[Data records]
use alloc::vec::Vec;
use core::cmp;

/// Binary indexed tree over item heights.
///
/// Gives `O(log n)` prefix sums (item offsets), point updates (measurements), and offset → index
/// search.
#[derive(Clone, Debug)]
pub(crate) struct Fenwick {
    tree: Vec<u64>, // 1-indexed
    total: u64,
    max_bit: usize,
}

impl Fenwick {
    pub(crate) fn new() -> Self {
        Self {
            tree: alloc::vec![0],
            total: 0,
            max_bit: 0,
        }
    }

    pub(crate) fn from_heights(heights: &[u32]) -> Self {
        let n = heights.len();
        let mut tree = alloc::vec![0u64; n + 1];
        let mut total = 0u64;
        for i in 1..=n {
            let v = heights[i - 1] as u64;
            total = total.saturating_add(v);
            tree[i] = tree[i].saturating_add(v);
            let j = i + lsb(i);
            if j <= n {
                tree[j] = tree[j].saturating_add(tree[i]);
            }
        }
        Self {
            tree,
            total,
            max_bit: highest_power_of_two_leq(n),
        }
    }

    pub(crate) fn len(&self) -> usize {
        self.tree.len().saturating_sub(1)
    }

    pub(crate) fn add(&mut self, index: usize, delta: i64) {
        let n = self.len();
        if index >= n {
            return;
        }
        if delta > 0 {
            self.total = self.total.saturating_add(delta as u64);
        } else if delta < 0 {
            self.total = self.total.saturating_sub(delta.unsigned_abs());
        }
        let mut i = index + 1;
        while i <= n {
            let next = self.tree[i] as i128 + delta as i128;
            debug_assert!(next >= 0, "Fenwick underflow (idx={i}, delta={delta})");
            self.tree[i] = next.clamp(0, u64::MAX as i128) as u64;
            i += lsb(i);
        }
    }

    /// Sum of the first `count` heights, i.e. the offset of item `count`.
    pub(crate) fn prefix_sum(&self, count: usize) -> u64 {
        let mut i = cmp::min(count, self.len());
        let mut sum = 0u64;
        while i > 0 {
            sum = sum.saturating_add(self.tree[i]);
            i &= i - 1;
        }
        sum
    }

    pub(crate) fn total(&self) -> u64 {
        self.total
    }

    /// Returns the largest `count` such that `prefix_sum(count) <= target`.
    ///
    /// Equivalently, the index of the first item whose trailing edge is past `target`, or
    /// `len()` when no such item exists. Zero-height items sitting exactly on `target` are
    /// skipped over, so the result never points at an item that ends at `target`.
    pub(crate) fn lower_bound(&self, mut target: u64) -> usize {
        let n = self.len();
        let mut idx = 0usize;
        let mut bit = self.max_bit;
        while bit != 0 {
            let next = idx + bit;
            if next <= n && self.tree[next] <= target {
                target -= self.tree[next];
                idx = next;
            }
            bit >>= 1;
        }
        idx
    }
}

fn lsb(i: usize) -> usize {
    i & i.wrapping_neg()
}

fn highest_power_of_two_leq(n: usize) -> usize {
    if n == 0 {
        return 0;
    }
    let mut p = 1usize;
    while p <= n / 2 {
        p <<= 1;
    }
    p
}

**Activity**. What lines above contain the word "while"? Please copy each one.

**Solution to the problem**.
        while i <= n {
        while i > 0 {
        while bit != 0 {
    while p <= n / 2 {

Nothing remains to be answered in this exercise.